Improving demand conditions helped to support further increases in output and new orders in Nigeria’s private sector at the midway point of the year. Rising workloads and the prospect of further growth in the months ahead led firms to take on additional staff and to raise both purchasing activity and inventory holdings. Input costs and output prices increased sharply again, albeit to a lesser extent than immediately after the outbreak of war in the Middle East.
The headline figure derived from the survey is the Stanbic IBTC Purchasing Managers’ Index™ (PMI®). Readings above 50.0 signal an improvement in business conditions on the previous month, while readings below 50.0 show a deterioration.
Muyiwa Oni, Head of Equity Research, West Africa at Stanbic IBTC Bank, commented: “Although the rate of growth slowed in June compared to May, Nigeria’s private sector witnessed an increase in output at the end of Q2:26 as higher demand and new product development supported an increase in sales volume for companies. This rising demand led to a higher workload, thereby ensuring the private sector hired new staff across three of the four sectors monitored by the survey, besides agriculture. Business confidence also rose to a 12-month high, with firms citing the ability to secure new stocks, business expansion plans, and advertising efforts as key factors making them expect an expansion in output over the next year. Input prices still increased, but not up to what was witnessed during the onset of the United States/Israel – Iran war.
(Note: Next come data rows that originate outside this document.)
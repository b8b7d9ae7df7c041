//! Process environment source

use std::env;

use super::traits::EnvSource;

/// Environment source backed by the process environment
///
/// Read-only. Empty values are treated the same as unset ones, so
/// `LOG_FILENAME=` counts as missing.
#[derive(Debug, Default, Clone, Copy)]
pub struct ProcessEnv {
    _private: (),
}

impl ProcessEnv {
    pub fn new() -> Self {
        Self { _private: () }
    }
}

impl EnvSource for ProcessEnv {
    fn var(&self, key: &str) -> Option<String> {
        env::var(key).ok().filter(|value| !value.is_empty())
    }
}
The effect of this was a pass-through impact on output prices amid rising costs of raw materials and transportation. “The PMI print during the quarter is consistent with a likely 3.94% y/y GDP growth rate in Q2:26, higher than the 3.89% y/y growth seen in Q1:26. We retain our 2026 growth forecasts at 4.1% as we see the oil sector growing by 3.45% y/y in 2026, from 8.50% y/y in 2025, while the non-oil sector is likely to grow by 4.11% y/y, from 3.71% y/y in 2025. The risks to our outlook include country-wide insecurity, which may constrain food production, exchange rate pressures resurfacing, extreme-weather related conditions and higher fertiliser prices impacting crop yield, and a volatile global environment, which may affect sentiment and constrain capital flows.”
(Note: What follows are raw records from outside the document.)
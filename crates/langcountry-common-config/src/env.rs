//! Environment variable handling.

use std::env;
use std::path::Path;
use thiserror::Error;

/// Environment variable errors.
#[derive(Debug, Error)]
pub enum EnvError {
    #[error("invalid value for {var}: {message}")]
    InvalidValue { var: String, message: String },

    #[error("failed to load .env file: {0}")]
    DotenvError(#[from] dotenvy::Error),
}

/// Environment variable names.
pub mod vars {
    // Configuration
    pub const LANGCOUNTRY_CONFIG_PATH: &str = "LANGCOUNTRY_CONFIG_PATH";
    pub const LANGCOUNTRY_ENV: &str = "LANGCOUNTRY_ENV";

    // Overrides
    pub const LANGCOUNTRY_ALLOWED: &str = "LANGCOUNTRY_ALLOWED";
    pub const LANGCOUNTRY_FALLBACK: &str = "LANGCOUNTRY_FALLBACK";
    pub const LANGCOUNTRY_OVERRIDE_DIR: &str = "LANGCOUNTRY_OVERRIDE_DIR";
    pub const LANGCOUNTRY_HOST_FALLBACK: &str = "LANGCOUNTRY_HOST_FALLBACK";
    pub const LANGCOUNTRY_PORT: &str = "LANGCOUNTRY_PORT";
}

/// Environment configuration.
pub struct Environment {
    _guard: (),
}

impl Environment {
    /// Load `.env`, `.env.local` and `.env.<LANGCOUNTRY_ENV>` from the
    /// current directory. Variables already set are never overwritten.
    pub fn init() -> Result<Self, EnvError> {
        Self::init_in(&env::current_dir().unwrap_or_default())
    }

    /// Same as [`init`](Self::init), reading the files from `dir`.
    pub fn init_in(dir: &Path) -> Result<Self, EnvError> {
        load_optional(&dir.join(".env"))?;
        load_optional(&dir.join(".env.local"))?;

        if let Ok(name) = env::var(vars::LANGCOUNTRY_ENV) {
            load_optional(&dir.join(format!(".env.{}", name)))?;
        }

        Ok(Self { _guard: () })
    }

    /// Get an optional, non-blank string variable.
    pub fn get(var: &str) -> Option<String> {
        env::var(var).ok().filter(|v| !v.trim().is_empty())
    }

    /// Get a boolean variable.
    pub fn get_bool(var: &str) -> Option<bool> {
        Self::get(var).map(|v| matches!(v.to_lowercase().as_str(), "true" | "1" | "yes"))
    }

    /// Get an integer variable.
    pub fn get_int<T: std::str::FromStr>(var: &str) -> Result<Option<T>, EnvError> {
        match Self::get(var) {
            Some(v) => v.trim().parse().map(Some).map_err(|_| EnvError::InvalidValue {
                var: var.to_string(),
                message: "expected integer".to_string(),
            }),
            None => Ok(None),
        }
    }

    /// Get a comma-separated list, skipping empty entries.
    pub fn get_list(var: &str) -> Option<Vec<String>> {
        Self::get(var).map(|v| {
            v.split(',')
                .map(str::trim)
                .filter(|item| !item.is_empty())
                .map(str::to_string)
                .collect()
        })
    }
}

fn load_optional(path: &Path) -> Result<(), EnvError> {
    match dotenvy::from_path(path) {
        Ok(()) => Ok(()),
        Err(dotenvy::Error::Io(e)) if e.kind() == std::io::ErrorKind::NotFound => Ok(()),
        Err(e) => Err(e.into()),
    }
}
The headline PMI posted 53.4 in June, down slightly from May’s reading of 54.1, but still above the 50.0 no-change mark and signalling a solid monthly improvement in business conditions at the end of the second quarter. The health of the private sector has now strengthened in five successive months. Panellists often reported an improvement in customer demand in June. This, alongside the introduction of new products, helped lead to a further marked rise in sales volumes. With new orders up and companies expanding their operations, output also increased. In both cases, however, growth rates were softer than those seen in May. Business activity expanded across three of the four broad sectors covered by the survey, with manufacturing the exception.
Companies were also optimistic that output will rise over the coming year, and sentiment improved markedly to the strongest since June 2025. Advertising efforts, business expansion plans, and stockpiling were among the factors that supported confidence, according to respondents. Improving customer demand and confidence in the year-ahead outlook encouraged companies to expand their staffing levels, purchasing activity and inventories in June. Employment increased for the thirteenth consecutive month. The rate of job creation was modest, but the most marked since February.
The latest expansion in purchasing was marked and the same as that seen in May, while stocks of inputs were up solidly. Despite increased operating capacity, backlogs of work continued to rise amid customer payment delays and power supply issues. Supply-chain delays were also evident as vendor lead times lengthened for the first time in a year. Longer delivery times were often attributed to poor road conditions. Higher costs for fuel, raw materials and transportation resulted in a further sharp rise in purchase prices during June, albeit the rate of inflation eased to a four-month low. Staff costs, meanwhile, increased at a sharper pace as companies helped their workers deal with rising living costs. The pass-through of higher input costs to customers resulted in a further marked rise in selling prices, and the pace of inflation ticked up from May.